◆ Supplied data
== == ==

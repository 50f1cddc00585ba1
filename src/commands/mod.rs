pub mod goals;
pub mod sync;

use chrono::{DateTime, TimeZone, Utc};
use serde::Serialize;

use crate::db::AppState;
use crate::goals::{evaluate_all, load_all_goals, EvaluatedGoal};
use crate::models::{NewWorkout, WorkoutRecord};
use crate::stats::{monthly_workout_counts, weekly_calories, WorkoutStats};
use crate::workouts::{delete_workout, insert_workout, load_workouts};

/// ---------------------------------------------------------------------------
/// Workout Cache
/// ---------------------------------------------------------------------------

pub async fn get_workouts(state: &AppState) -> Result<Vec<WorkoutRecord>, String> {
  load_workouts(&state.db)
    .await
    .map_err(|e| format!("Failed to fetch workouts: {}", e))
}

/// Record a workout in the local cache
pub async fn add_workout(state: &AppState, workout: NewWorkout) -> Result<WorkoutRecord, String> {
  let numbers = [
    ("calories", workout.calories),
    ("duration", workout.duration_minutes),
    ("heart rate", workout.heart_rate as f64),
  ];
  for (name, value) in numbers {
    if !value.is_finite() || value < 0.0 {
      return Err(format!("Invalid {}: {}", name, value));
    }
  }

  insert_workout(&state.db, &workout)
    .await
    .map_err(|e| format!("Failed to save workout: {}", e))
}

pub async fn remove_workout(state: &AppState, id: i64) -> Result<(), String> {
  let deleted = delete_workout(&state.db, id)
    .await
    .map_err(|e| format!("Failed to delete workout: {}", e))?;

  if !deleted {
    return Err(format!("Workout not found: {}", id));
  }
  Ok(())
}

/// ---------------------------------------------------------------------------
/// Stats & Dashboard
/// ---------------------------------------------------------------------------

pub async fn get_workout_stats(state: &AppState) -> Result<WorkoutStats, String> {
  let records = get_workouts(state).await?;
  Ok(WorkoutStats::compute(&records))
}

#[derive(Debug, Clone, Serialize)]
pub struct DashboardReport {
  pub generated_at: DateTime<Utc>,
  pub stats: WorkoutStats,
  /// Jan..Dec of the current year
  pub monthly_workouts: [u32; 12],
  /// Mon..Sun of the current week
  pub weekly_calories: [f64; 7],
  pub goals: Vec<EvaluatedGoal>,
}

impl DashboardReport {
  pub fn to_json(&self) -> Result<String, serde_json::Error> {
    serde_json::to_string_pretty(self)
  }
}

/// Everything the overview page shows, computed from the cache at `now`
pub async fn build_dashboard_report<Tz: TimeZone>(
  state: &AppState,
  now: &DateTime<Tz>,
) -> Result<DashboardReport, String> {
  let records = get_workouts(state).await?;
  let goals = load_all_goals(&state.db)
    .await
    .map_err(|e| format!("Failed to fetch goals: {}", e))?;

  Ok(DashboardReport {
    generated_at: now.with_timezone(&Utc),
    stats: WorkoutStats::compute(&records),
    monthly_workouts: monthly_workout_counts(&records, now),
    weekly_calories: weekly_calories(&records, now),
    goals: evaluate_all(&goals, &records, now),
  })
}

/// ---------------------------------------------------------------------------
/// Tests
/// ---------------------------------------------------------------------------
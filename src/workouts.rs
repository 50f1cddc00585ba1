//! Local cache of workout records
//!
//! The backend is the source of truth; `replace_workouts` mirrors its list
//! into SQLite so goals can be evaluated offline.

use sqlx::SqlitePool;

use crate::models::{NewWorkout, WorkoutRecord};

const SELECT_WORKOUTS: &str = r#"
  SELECT id, created_at, calories, duration_minutes, heart_rate,
         gender, age, height, weight, body_temp
  FROM workouts
"#;

/// All cached workouts, newest first
pub async fn load_workouts(pool: &SqlitePool) -> Result<Vec<WorkoutRecord>, sqlx::Error> {
  let sql = format!("{} ORDER BY created_at DESC, id DESC", SELECT_WORKOUTS);
  sqlx::query_as::<_, WorkoutRecord>(&sql)
    .fetch_all(pool)
    .await
}

pub async fn load_workout(pool: &SqlitePool, id: i64) -> Result<Option<WorkoutRecord>, sqlx::Error> {
  let sql = format!("{} WHERE id = ?", SELECT_WORKOUTS);
  sqlx::query_as::<_, WorkoutRecord>(&sql)
    .bind(id)
    .fetch_optional(pool)
    .await
}

/// Insert a workout, returning the stored record
pub async fn insert_workout(pool: &SqlitePool, workout: &NewWorkout) -> Result<WorkoutRecord, sqlx::Error> {
  let result = sqlx::query(
    r#"
    INSERT INTO workouts (
      created_at, calories, duration_minutes, heart_rate,
      gender, age, height, weight, body_temp
    )
    VALUES (?1, ?2, ?3, ?4, ?5, ?6, ?7, ?8, ?9)
    "#,
  )
  .bind(workout.created_at)
  .bind(workout.calories)
  .bind(workout.duration_minutes)
  .bind(workout.heart_rate)
  .bind(workout.gender)
  .bind(workout.age)
  .bind(workout.height)
  .bind(workout.weight)
  .bind(workout.body_temp)
  .execute(pool)
  .await?;

  Ok(WorkoutRecord {
    id: result.last_insert_rowid(),
    created_at: workout.created_at,
    calories: workout.calories,
    duration_minutes: workout.duration_minutes,
    heart_rate: workout.heart_rate,
    gender: workout.gender,
    age: workout.age,
    height: workout.height,
    weight: workout.weight,
    body_temp: workout.body_temp,
  })
}

/// Delete a workout. Returns false if no row matched.
pub async fn delete_workout(pool: &SqlitePool, id: i64) -> Result<bool, sqlx::Error> {
  let result = sqlx::query("DELETE FROM workouts WHERE id = ?")
    .bind(id)
    .execute(pool)
    .await?;

  Ok(result.rows_affected() > 0)
}

/// Insert or overwrite a workout under its own id
pub async fn upsert_workout(pool: &SqlitePool, r: &WorkoutRecord) -> Result<(), sqlx::Error> {
  sqlx::query(
    r#"
    INSERT OR REPLACE INTO workouts (
      id, created_at, calories, duration_minutes, heart_rate,
      gender, age, height, weight, body_temp
    )
    VALUES (?1, ?2, ?3, ?4, ?5, ?6, ?7, ?8, ?9, ?10)
    "#,
  )
  .bind(r.id)
  .bind(r.created_at)
  .bind(r.calories)
  .bind(r.duration_minutes)
  .bind(r.heart_rate)
  .bind(r.gender)
  .bind(r.age)
  .bind(r.height)
  .bind(r.weight)
  .bind(r.body_temp)
  .execute(pool)
  .await?;

  Ok(())
}

/// Replace the whole cache with `records`, keeping their ids
pub async fn replace_workouts(pool: &SqlitePool, records: &[WorkoutRecord]) -> Result<(), sqlx::Error> {
  let mut tx = pool.begin().await?;

  sqlx::query("DELETE FROM workouts").execute(&mut *tx).await?;

  for r in records {
    sqlx::query(
      r#"
      INSERT INTO workouts (
        id, created_at, calories, duration_minutes, heart_rate,
        gender, age, height, weight, body_temp
      )
      VALUES (?1, ?2, ?3, ?4, ?5, ?6, ?7, ?8, ?9, ?10)
      "#,
    )
    .bind(r.id)
    .bind(r.created_at)
    .bind(r.calories)
    .bind(r.duration_minutes)
    .bind(r.heart_rate)
    .bind(r.gender)
    .bind(r.age)
    .bind(r.height)
    .bind(r.weight)
    .bind(r.body_temp)
    .execute(&mut *tx)
    .await?;
  }

  tx.commit().await
}

#[cfg(test)]
mod tests {
  use super::*;
  use crate::test_utils::{mock_workout, setup_test_db, teardown_test_db, utc};

  #[tokio::test]
  async fn test_insert_and_load_newest_first() {
    let pool = setup_test_db().await;

    let older = insert_workout(&pool, &NewWorkout::basic(utc(2024, 6, 1, 8, 0), 300.0, 30.0, 130))
      .await
      .expect("Should insert");
    let newer = insert_workout(&pool, &NewWorkout::basic(utc(2024, 6, 3, 8, 0), 410.5, 42.0, 145))
      .await
      .expect("Should insert");

    let workouts = load_workouts(&pool).await.expect("Should load");
    assert_eq!(workouts, vec![newer.clone(), older]);

    let single = load_workout(&pool, newer.id).await.unwrap();
    assert_eq!(single, Some(newer));

    teardown_test_db(pool).await;
  }

  #[tokio::test]
  async fn test_delete_workout() {
    let pool = setup_test_db().await;
    let ids = crate::test_utils::seed_test_workouts(&pool, 3).await;

    assert!(delete_workout(&pool, ids[1]).await.unwrap());
    assert!(!delete_workout(&pool, ids[1]).await.unwrap());
    assert_eq!(load_workouts(&pool).await.unwrap().len(), 2);

    teardown_test_db(pool).await;
  }

  #[tokio::test]
  async fn test_replace_workouts_mirrors_list() {
    let pool = setup_test_db().await;
    crate::test_utils::seed_test_workouts(&pool, 4).await;

    let remote = vec![
      mock_workout(101, utc(2024, 6, 2, 8, 0), 250.0, 25.0),
      mock_workout(205, utc(2024, 6, 4, 8, 0), 500.0, 50.0),
    ];
    replace_workouts(&pool, &remote).await.expect("Should replace");

    let cached = load_workouts(&pool).await.unwrap();
    assert_eq!(cached.len(), 2);
    assert_eq!(cached[0].id, 205);
    assert_eq!(cached[1].id, 101);

    replace_workouts(&pool, &[]).await.unwrap();
    assert!(load_workouts(&pool).await.unwrap().is_empty());

    teardown_test_db(pool).await;
  }

  #[tokio::test]
  async fn test_upsert_workout_keeps_id_and_overwrites() {
    let pool = setup_test_db().await;

    let mut record = mock_workout(42, utc(2024, 6, 5, 8, 0), 300.0, 30.0);
    upsert_workout(&pool, &record).await.expect("Should insert");

    record.calories = 310.0;
    upsert_workout(&pool, &record).await.expect("Should overwrite");

    let cached = load_workouts(&pool).await.unwrap();
    assert_eq!(cached, vec![record]);

    teardown_test_db(pool).await;
  }
}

== == ==

◆ What is required
From the line containing "assert!(load_workouts(&pool).await.unwrap().is_empty());" through the closing line of the material above, return every line exactly and omit all others.

◆ Answer section
    assert!(load_workouts(&pool).await.unwrap().is_empty());

    teardown_test_db(pool).await;
  }

  #[tokio::test]
  async fn test_upsert_workout_keeps_id_and_overwrites() {
    let pool = setup_test_db().await;

    let mut record = mock_workout(42, utc(2024, 6, 5, 8, 0), 300.0, 30.0);
    upsert_workout(&pool, &record).await.expect("Should insert");

    record.calories = 310.0;
    upsert_workout(&pool, &record).await.expect("Should overwrite");

    let cached = load_workouts(&pool).await.unwrap();
    assert_eq!(cached, vec![record]);

    teardown_test_db(pool).await;
  }
}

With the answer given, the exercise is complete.